**Problem description:** The data is to be set down once more, exactly as it reads.

--- Provided information Enclosed Below ---

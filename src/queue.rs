//! # Queue: the public controller facade.
//!
//! The [`Queue`] owns everything: the in-memory task stack, the executor
//! registry, the optional store, and the worker pool. Application code only
//! ever talks to this type.
//!
//! ## Architecture
//! ```text
//! Application
//!   └─ Queue::add(task) ──► in-memory stack (single writer: the controller)
//!
//! Queue::run_automatically(interval)
//!   loop:
//!     ├─ sync_with_db()      recover pending rows from the store
//!     ├─ schedule_tasks()    stable sort by priority (desc)
//!     ├─ run_tasks()         pick single/batch, dispatch, collect counters
//!     └─ sleep(interval)     cancellable via shutdown()
//!
//! Worker replies flow back through the manager's listeners:
//!   TaskInfo ─► store.save_task ─► evict completed ─► save_result hook
//! ```
//!
//! ## Rules
//! - All stack mutations happen on the controller; workers only see
//!   snapshots.
//! - `init` is idempotent: registry init plus one spawned worker.
//! - Dispatch cycles never fail; per-task conditions come back as
//!   [`DispatchReport`] counters.

use std::collections::HashSet;
use std::sync::atomic::{AtomicBool, Ordering};
use std::sync::{Arc, OnceLock};
use std::time::Duration;

use tokio::sync::RwLock;
use tokio_util::sync::CancellationToken;
use tracing::{debug, info, warn};

use crate::config::QueueConfig;
use crate::dispatch::{select_strategy, DispatchReport};
use crate::error::QueueError;
use crate::executors::{ExecutorRegistry, ExecutorSet, RegistryRole, Validation, Validator};
use crate::store::{StoreAdapter, TaskStore};
use crate::tasks::{Task, TaskSnapshot, TaskState};
use crate::util;
use crate::workers::{TaskReport, WorkerManager, WorkerRequest};

/// Construction options for [`Queue::new`].
///
/// ```
/// use anqueue::QueueOptions;
///
/// let opts = QueueOptions::new().with_id("jobs").with_max_workers(5);
/// ```
#[derive(Default)]
pub struct QueueOptions {
    /// Queue identity (default `"Anqueue"`).
    pub id: Option<String>,
    /// Store adapter to attach immediately.
    pub db: Option<Arc<dyn StoreAdapter>>,
    /// Worker id prefix (default `"{id}-worker-"`).
    pub worker_prefix: Option<String>,
    /// Worker pool bound (default 3).
    pub max_workers: Option<usize>,
    /// Per-worker in-flight cap (default `MAX_CONCURRENT_TASKS`).
    pub max_concurrent_tasks: Option<u32>,
}

impl QueueOptions {
    /// Empty options; every field falls back to its default.
    pub fn new() -> Self {
        Self::default()
    }

    /// Sets the queue identity.
    pub fn with_id(mut self, id: impl Into<String>) -> Self {
        self.id = Some(id.into());
        self
    }

    /// Attaches a store adapter at construction.
    pub fn with_db(mut self, db: Arc<dyn StoreAdapter>) -> Self {
        self.db = Some(db);
        self
    }

    /// Overrides the worker id prefix.
    pub fn with_worker_prefix(mut self, prefix: impl Into<String>) -> Self {
        self.worker_prefix = Some(prefix.into());
        self
    }

    /// Overrides the worker pool bound.
    pub fn with_max_workers(mut self, max_workers: usize) -> Self {
        self.max_workers = Some(max_workers);
        self
    }

    /// Overrides the per-worker in-flight cap.
    pub fn with_max_concurrent_tasks(mut self, max_concurrent_tasks: u32) -> Self {
        self.max_concurrent_tasks = Some(max_concurrent_tasks);
        self
    }
}

/// Controller-owned state shared with the manager's service loops.
pub(crate) struct QueueCore {
    pub(crate) cfg: QueueConfig,
    pub(crate) tasks: RwLock<Vec<Task>>,
    pub(crate) store: TaskStore,
    registry: OnceLock<Arc<ExecutorRegistry>>,
}

impl QueueCore {
    pub(crate) fn new(cfg: QueueConfig) -> Self {
        Self {
            cfg,
            tasks: RwLock::new(Vec::new()),
            store: TaskStore::new(),
            registry: OnceLock::new(),
        }
    }

    pub(crate) fn set_registry(&self, registry: Arc<ExecutorRegistry>) {
        let _ = self.registry.set(registry);
    }

    pub(crate) fn registry(&self) -> Option<Arc<ExecutorRegistry>> {
        self.registry.get().cloned()
    }

    pub(crate) async fn add_task(&self, task: Task) {
        self.tasks.write().await.push(task);
    }

    /// Splices a task out of the stack. Logs unless `silent`.
    pub(crate) async fn remove_task(&self, uid: &str, silent: bool) -> bool {
        let mut tasks = self.tasks.write().await;
        let before = tasks.len();
        tasks.retain(|t| t.uid != uid);
        let removed = tasks.len() != before;
        drop(tasks);
        if removed && !silent {
            info!(%uid, "task removed from queue");
        }
        removed
    }

    pub(crate) async fn task_type_of(&self, uid: &str) -> Option<String> {
        self.tasks
            .read()
            .await
            .iter()
            .find(|t| t.uid == uid)
            .map(|t| t.task_type.clone())
    }

    pub(crate) async fn snapshot_of(&self, uid: &str) -> Option<TaskSnapshot> {
        self.tasks
            .read()
            .await
            .iter()
            .find(|t| t.uid == uid)
            .map(Task::snapshot)
    }

    pub(crate) async fn validate_task(
        &self,
        uid: &str,
        schema: &[Validator],
    ) -> Option<Validation> {
        self.tasks
            .read()
            .await
            .iter()
            .find(|t| t.uid == uid)
            .map(|t| t.validate(schema))
    }

    pub(crate) async fn note_validation_failure(&self, uid: &str, reason: &str) -> Option<bool> {
        self.tasks
            .write()
            .await
            .iter_mut()
            .find(|t| t.uid == uid)
            .map(|t| t.note_validation_failure(reason))
    }

    pub(crate) async fn known_uids(&self) -> HashSet<String> {
        self.tasks
            .read()
            .await
            .iter()
            .map(|t| t.uid.clone())
            .collect()
    }

    /// Uids of pending, ready tasks in current stack order.
    pub(crate) async fn ready_uids(&self) -> Vec<String> {
        self.tasks
            .read()
            .await
            .iter()
            .filter(|t| t.status() == TaskState::Pending && t.ready_to_run())
            .map(|t| t.uid.clone())
            .collect()
    }

    /// Applies a worker's status report: persist, evict, run the
    /// `save_result` hook.
    ///
    /// Terminal reports carry a result, an error, or both — all of them are
    /// persisted; the `save_result` hook only runs when a result is present.
    pub(crate) async fn handle_task_report(&self, report: &TaskReport) {
        let uid = &report.task.uid;
        if let Some(error) = &report.error {
            debug!(%uid, %error, "worker reported task failure");
        }

        let terminal = report.result.is_some() || report.error.is_some();
        if terminal && self.store.is_attached() {
            if let Some(state) = self.store.save_task(report).await {
                if state == TaskState::Completed {
                    self.remove_task(uid, true).await;
                }
            }
            if let (Some(registry), Some(adapter), Some(result)) =
                (self.registry(), self.store.adapter(), report.result.as_ref())
            {
                if let Some(executor) = registry.get(&report.task.task_type) {
                    let task = Task::from_snapshot(report.task.clone());
                    if let Err(err) = executor.save_result(&task, result, adapter).await {
                        warn!(%uid, error = %err, "save_result hook failed");
                    }
                }
            }
        } else if report.task.status == TaskState::Completed {
            // No store attached: completed tasks still leave memory.
            self.remove_task(uid, true).await;
        }
    }
}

--- End of Enclosed Provided information ---

**Answer for the task:**
filename src/queue.rs
//! # Queue: the public controller facade.
//!
//! The [`Queue`] owns everything: the in-memory task stack, the executor
//! registry, the optional store, and the worker pool. Application code only
//! ever talks to this type.
//!
//! ## Architecture
//! ```text
//! Application
//!   └─ Queue::add(task) ──► in-memory stack (single writer: the controller)
//!
//! Queue::run_automatically(interval)
//!   loop:
//!     ├─ sync_with_db()      recover pending rows from the store
//!     ├─ schedule_tasks()    stable sort by priority (desc)
//!     ├─ run_tasks()         pick single/batch, dispatch, collect counters
//!     └─ sleep(interval)     cancellable via shutdown()
//!
//! Worker replies flow back through the manager's listeners:
//!   TaskInfo ─► store.save_task ─► evict completed ─► save_result hook
//! ```
//!
//! ## Rules
//! - All stack mutations happen on the controller; workers only see
//!   snapshots.
//! - `init` is idempotent: registry init plus one spawned worker.
//! - Dispatch cycles never fail; per-task conditions come back as
//!   [`DispatchReport`] counters.

use std::collections::HashSet;
use std::sync::atomic::{AtomicBool, Ordering};
use std::sync::{Arc, OnceLock};
use std::time::Duration;

use tokio::sync::RwLock;
use tokio_util::sync::CancellationToken;
use tracing::{debug, info, warn};

use crate::config::QueueConfig;
use crate::dispatch::{select_strategy, DispatchReport};
use crate::error::QueueError;
use crate::executors::{ExecutorRegistry, ExecutorSet, RegistryRole, Validation, Validator};
use crate::store::{StoreAdapter, TaskStore};
use crate::tasks::{Task, TaskSnapshot, TaskState};
use crate::util;
use crate::workers::{TaskReport, WorkerManager, WorkerRequest};

/// Construction options for [`Queue::new`].
///
/// ```
/// use anqueue::QueueOptions;
///
/// let opts = QueueOptions::new().with_id("jobs").with_max_workers(5);
/// ```
#[derive(Default)]
pub struct QueueOptions {
    /// Queue identity (default `"Anqueue"`).
    pub id: Option<String>,
    /// Store adapter to attach immediately.
    pub db: Option<Arc<dyn StoreAdapter>>,
    /// Worker id prefix (default `"{id}-worker-"`).
    pub worker_prefix: Option<String>,
    /// Worker pool bound (default 3).
    pub max_workers: Option<usize>,
    /// Per-worker in-flight cap (default `MAX_CONCURRENT_TASKS`).
    pub max_concurrent_tasks: Option<u32>,
}

impl QueueOptions {
    /// Empty options; every field falls back to its default.
    pub fn new() -> Self {
        Self::default()
    }

    /// Sets the queue identity.
    pub fn with_id(mut self, id: impl Into<String>) -> Self {
        self.id = Some(id.into());
        self
    }

    /// Attaches a store adapter at construction.
    pub fn with_db(mut self, db: Arc<dyn StoreAdapter>) -> Self {
        self.db = Some(db);
        self
    }

    /// Overrides the worker id prefix.
    pub fn with_worker_prefix(mut self, prefix: impl Into<String>) -> Self {
        self.worker_prefix = Some(prefix.into());
        self
    }

    /// Overrides the worker pool bound.
    pub fn with_max_workers(mut self, max_workers: usize) -> Self {
        self.max_workers = Some(max_workers);
        self
    }

    /// Overrides the per-worker in-flight cap.
    pub fn with_max_concurrent_tasks(mut self, max_concurrent_tasks: u32) -> Self {
        self.max_concurrent_tasks = Some(max_concurrent_tasks);
        self
    }
}

/// Controller-owned state shared with the manager's service loops.
pub(crate) struct QueueCore {
    pub(crate) cfg: QueueConfig,
    pub(crate) tasks: RwLock<Vec<Task>>,
    pub(crate) store: TaskStore,
    registry: OnceLock<Arc<ExecutorRegistry>>,
}

impl QueueCore {
    pub(crate) fn new(cfg: QueueConfig) -> Self {
        Self {
            cfg,
            tasks: RwLock::new(Vec::new()),
            store: TaskStore::new(),
            registry: OnceLock::new(),
        }
    }

    pub(crate) fn set_registry(&self, registry: Arc<ExecutorRegistry>) {
        let _ = self.registry.set(registry);
    }

    pub(crate) fn registry(&self) -> Option<Arc<ExecutorRegistry>> {
        self.registry.get().cloned()
    }

    pub(crate) async fn add_task(&self, task: Task) {
        self.tasks.write().await.push(task);
    }

    /// Splices a task out of the stack. Logs unless `silent`.
    pub(crate) async fn remove_task(&self, uid: &str, silent: bool) -> bool {
        let mut tasks = self.tasks.write().await;
        let before = tasks.len();
        tasks.retain(|t| t.uid != uid);
        let removed = tasks.len() != before;
        drop(tasks);
        if removed && !silent {
            info!(%uid, "task removed from queue");
        }
        removed
    }

    pub(crate) async fn task_type_of(&self, uid: &str) -> Option<String> {
        self.tasks
            .read()
            .await
            .iter()
            .find(|t| t.uid == uid)
            .map(|t| t.task_type.clone())
    }

    pub(crate) async fn snapshot_of(&self, uid: &str) -> Option<TaskSnapshot> {
        self.tasks
            .read()
            .await
            .iter()
            .find(|t| t.uid == uid)
            .map(Task::snapshot)
    }

    pub(crate) async fn validate_task(
        &self,
        uid: &str,
        schema: &[Validator],
    ) -> Option<Validation> {
        self.tasks
            .read()
            .await
            .iter()
            .find(|t| t.uid == uid)
            .map(|t| t.validate(schema))
    }

    pub(crate) async fn note_validation_failure(&self, uid: &str, reason: &str) -> Option<bool> {
        self.tasks
            .write()
            .await
            .iter_mut()
            .find(|t| t.uid == uid)
            .map(|t| t.note_validation_failure(reason))
    }

    pub(crate) async fn known_uids(&self) -> HashSet<String> {
        self.tasks
            .read()
            .await
            .iter()
            .map(|t| t.uid.clone())
            .collect()
    }

    /// Uids of pending, ready tasks in current stack order.
    pub(crate) async fn ready_uids(&self) -> Vec<String> {
        self.tasks
            .read()
            .await
            .iter()
            .filter(|t| t.status() == TaskState::Pending && t.ready_to_run())
            .map(|t| t.uid.clone())
            .collect()
    }

    /// Applies a worker's status report: persist, evict, run the
    /// `save_result` hook.
    ///
    /// Terminal reports carry a result, an error, or both — all of them are
    /// persisted; the `save_result` hook only runs when a result is present.
    pub(crate) async fn handle_task_report(&self, report: &TaskReport) {
        let uid = &report.task.uid;
        if let Some(error) = &report.error {
            debug!(%uid, %error, "worker reported task failure");
        }

        let terminal = report.result.is_some() || report.error.is_some();
        if terminal && self.store.is_attached() {
            if let Some(state) = self.store.save_task(report).await {
                if state == TaskState::Completed {
                    self.remove_task(uid, true).await;
                }
            }
            if let (Some(registry), Some(adapter), Some(result)) =
                (self.registry(), self.store.adapter(), report.result.as_ref())
            {
                if let Some(executor) = registry.get(&report.task.task_type) {
                    let task = Task::from_snapshot(report.task.clone());
                    if let Err(err) = executor.save_result(&task, result, adapter).await {
                        warn!(%uid, error = %err, "save_result hook failed");
                    }
                }
            }
        } else if report.task.status == TaskState::Completed {
            // No store attached: completed tasks still leave memory.
            self.remove_task(uid, true).await;
        }
    }
}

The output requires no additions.